══ The data ══

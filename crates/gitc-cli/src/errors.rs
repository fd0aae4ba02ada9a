use colored::*;
use gitc_collect::CollectError;
use gitc_git::ProcessFailed;
use gitc_syntax::{CommitType, LintError};
use std::fmt;

/// Error report with the offending message line and suggestions
pub struct EnhancedError {
    pub message: String,
    /// 1-based line of the commit message the error points at.
    pub line: Option<usize>,
    pub file: Option<String>,
    pub source: Option<String>,
    pub suggestion: Option<String>,
    pub help: Option<String>,
}

impl EnhancedError {
    pub fn new(message: impl Into<String>) -> Self {
        Self {
            message: message.into(),
            line: None,
            file: None,
            source: None,
            suggestion: None,
            help: None,
        }
    }

    pub fn with_line(mut self, line: usize) -> Self {
        self.line = Some(line);
        self
    }

    pub fn with_file(mut self, file: impl Into<String>) -> Self {
        self.file = Some(file.into());
        self
    }

    pub fn with_source(mut self, source: impl Into<String>) -> Self {
        self.source = Some(source.into());
        self
    }

    pub fn with_suggestion(mut self, suggestion: impl Into<String>) -> Self {
        self.suggestion = Some(suggestion.into());
        self
    }

    pub fn with_help(mut self, help: impl Into<String>) -> Self {
        self.help = Some(help.into());
        self
    }

    /// Display the error with colored output and context
    pub fn display(&self) {
        eprintln!("{} {}", "error:".red().bold(), self.message.bold());

        match (&self.file, self.line) {
            (Some(file), Some(line)) => eprintln!("  {} {}:{}", "-->".blue().bold(), file, line),
            (Some(file), None) => eprintln!("  {} {}", "-->".blue().bold(), file),
            _ => {}
        }

        if let (Some(source), Some(line)) = (&self.source, self.line) {
            eprintln!();
            for row in source_excerpt(source, line) {
                eprintln!("{}", row);
            }
        }

        if let Some(suggestion) = &self.suggestion {
            eprintln!();
            eprintln!("{} {}", "suggestion:".green().bold(), suggestion);
        }

        if let Some(help) = &self.help {
            eprintln!();
            eprintln!("{} {}", "help:".cyan().bold(), help);
        }
    }
}

/// Renders `line` of `source` with two lines of context on each side and
/// carets under the whole offending line.
///
/// A line past the end of the source (a trailing blank line that was cut
/// off) yields no rows.
fn source_excerpt(source: &str, line: usize) -> Vec<String> {
    let lines: Vec<&str> = source.split('\n').collect();
    let line_idx = line.saturating_sub(1);

    if line_idx >= lines.len() {
        return Vec::new();
    }

    let start = line_idx.saturating_sub(2);
    let end = (line_idx + 3).min(lines.len());
    let width = end.to_string().len();
    let mut rows = Vec::new();

    for (i, text) in lines.iter().enumerate().take(end).skip(start) {
        let text = text.strip_suffix('\r').unwrap_or(text);
        let number = (i + 1).to_string();

        if i == line_idx {
            rows.push(format!(
                "{:>width$} {} {}",
                number.blue().bold(),
                "|".blue().bold(),
                text,
                width = width
            ));
            let carets = "^".repeat(text.chars().count().max(1));
            rows.push(format!(
                "{:>width$} {} {}",
                "",
                "|".blue().bold(),
                carets.red().bold(),
                width = width
            ));
        } else {
            rows.push(format!(
                "{:>width$} {} {}",
                number.dimmed(),
                "|".blue().bold(),
                text,
                width = width
            ));
        }
    }

    rows
}

impl fmt::Display for EnhancedError {
    fn fmt(&self, f: &mut fmt::Formatter<'_>) -> fmt::Result {
        write!(f, "{}", self.message)
    }
}

impl fmt::Debug for EnhancedError {
    fn fmt(&self, f: &mut fmt::Formatter<'_>) -> fmt::Result {
        write!(f, "EnhancedError: {}", self.message)
    }
}

impl std::error::Error for EnhancedError {}

/// Builds the report for a commit message that failed validation.
pub fn lint_diagnostic(err: &LintError, file: &str, source: &str) -> EnhancedError {
    let mut enhanced = EnhancedError::new(format!("Invalid commit message: {}", err))
        .with_file(file)
        .with_source(source);

    if let Some(line) = err.line() {
        enhanced = enhanced.with_line(line);
    }

    match err {
        LintError::NoMessage => enhanced
            .with_suggestion("Write a subject line such as 'feat: add login form'"),
        LintError::EmptySubjectLine => enhanced
            .with_suggestion("Start the message with the subject line, not with an empty line"),
        LintError::SubjectFormatWrong => enhanced
            .with_suggestion("Use 'type: message' or 'type(scope): message'")
            .with_help(format!("Allowed types: {}", CommitType::names().join(", "))),
        LintError::SubjectTooLong { max, .. } => enhanced
            .with_suggestion(format!(
                "Shorten the message to {} characters and move details into the body",
                max
            )),
        LintError::MissingBody => enhanced
            .with_suggestion("Add body text after the empty line, or remove the second line")
            .with_help("The subject is separated from the body by exactly one empty line"),
        LintError::BodyLineTooLong { max, .. } => {
            enhanced.with_suggestion(format!("Wrap the body at {} characters", max))
        }
        LintError::CoAuthorFormatWrong { .. } => enhanced
            .with_suggestion("Use 'Co-authored-by: name <name@example.com>'")
            .with_help("Once the first co-author line appears, only co-author lines may follow"),
        LintError::NoContentAfterCoAuthored { .. } => enhanced
            .with_suggestion("Remove the empty line, co-authors must be the last lines"),
    }
}

/// Convert anyhow::Error to EnhancedError with suggestions
pub fn enhance_error(err: &anyhow::Error) -> EnhancedError {
    let mut enhanced = EnhancedError::new(err.to_string());

    if let Some(failed) = err.downcast_ref::<ProcessFailed>() {
        enhanced = enhanced.with_help(format!(
            "Run 'git {}' manually to see the details",
            failed.args.join(" ")
        ));
    } else if let Some(collect) = err.downcast_ref::<CollectError>() {
        enhanced = match collect {
            CollectError::PromptAborted { .. } => {
                enhanced.with_help("Nothing was committed, run gitc again to start over")
            }
            CollectError::InvalidScopePattern(_) => enhanced
                .with_suggestion("Check --prefill-scope-regex, GITC_PREFILL_SCOPE_REGEX or .gitcrc")
                .with_help("The pattern needs a named group, e.g. '^feature/(?P<scope>[0-9]+)'"),
            CollectError::BranchLookup(_) => enhanced
                .with_suggestion("Run gitc inside a git repository with a checked out branch"),
            CollectError::InvalidInput { .. } | CollectError::InvalidType(_) => enhanced,
        };
    }

    enhanced
}

/// Exit code for a failed run: git's own code for a failing git command.
pub fn exit_code(err: &anyhow::Error) -> i32 {
    err.downcast_ref::<ProcessFailed>()
        .and_then(|failed| failed.code)
        .filter(|code| *code != 0)
        .unwrap_or(1)
}

#[cfg(test)]
mod tests {
    use super::*;

    #[test]
    fn test_excerpt_points_at_line() {
        colored::control::set_override(false);
        let source = "feat: a\n\nbody\nCo-authored-by: x\nlast";
        let rows = source_excerpt(source, 4);

        assert_eq!(
            rows,
            vec![
                "2 | ",
                "3 | body",
                "4 | Co-authored-by: x",
                "  | ^^^^^^^^^^^^^^^^^",
                "5 | last",
            ]
        );
    }

    #[test]
    fn test_excerpt_blank_line_gets_single_caret() {
        colored::control::set_override(false);
        let rows = source_excerpt("feat: a\n\n", 2);
        assert_eq!(rows[1], "2 | ");
        assert_eq!(rows[2], "  | ^");
    }

    #[test]
    fn test_excerpt_out_of_range() {
        assert!(source_excerpt("feat: a", 3).is_empty());
    }

    #[test]
    fn test_lint_diagnostic() {
        let err = LintError::BodyLineTooLong {
            line: 3,
            length: 80,
            max: 72,
        };
        let enhanced = lint_diagnostic(&err, ".git/COMMIT_EDITMSG", "feat: a\n\nlong");

        assert_eq!(enhanced.line, Some(3));
        assert_eq!(enhanced.file.as_deref(), Some(".git/COMMIT_EDITMSG"));
        assert_eq!(enhanced.suggestion.as_deref(), Some("Wrap the body at 72 characters"));
    }

    #[test]
    fn test_lint_diagnostic_lists_types() {
        let enhanced = lint_diagnostic(&LintError::SubjectFormatWrong, "msg", "feature: a");
        assert_eq!(enhanced.line, Some(1));
        assert!(enhanced.help.unwrap().contains("feat, fix, doc"));
    }

    #[test]
    fn test_exit_code_from_git() {
        let err = anyhow::Error::new(ProcessFailed {
            args: vec!["commit".to_string()],
            code: Some(128),
            stderr: String::new(),
        });
        assert_eq!(exit_code(&err), 128);

        let killed = anyhow::Error::new(ProcessFailed {
            args: vec!["push".to_string()],
            code: None,
            stderr: String::new(),
        });
        assert_eq!(exit_code(&killed), 1);

        assert_eq!(exit_code(&anyhow::anyhow!("other")), 1);
    }

    #[test]
    fn test_enhance_collect_error() {
        let err = anyhow::Error::new(CollectError::PromptAborted { step: "message" });
        let enhanced = enhance_error(&err);
        assert_eq!(enhanced.message, "aborted while asking for message");
        assert!(enhanced.help.is_some());
    }
}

═══

Problem description —
Write down, word for word, the lines above from the one containing "LintError::SubjectFormatWrong => enhanced" through the one containing "body text after", both ends included.

Written reply —
        LintError::SubjectFormatWrong => enhanced
            .with_suggestion("Use 'type: message' or 'type(scope): message'")
            .with_help(format!("Allowed types: {}", CommitType::names().join(", "))),
        LintError::SubjectTooLong { max, .. } => enhanced
            .with_suggestion(format!(
                "Shorten the message to {} characters and move details into the body",
                max
            )),
        LintError::MissingBody => enhanced
            .with_suggestion("Add body text after the empty line, or remove the second line")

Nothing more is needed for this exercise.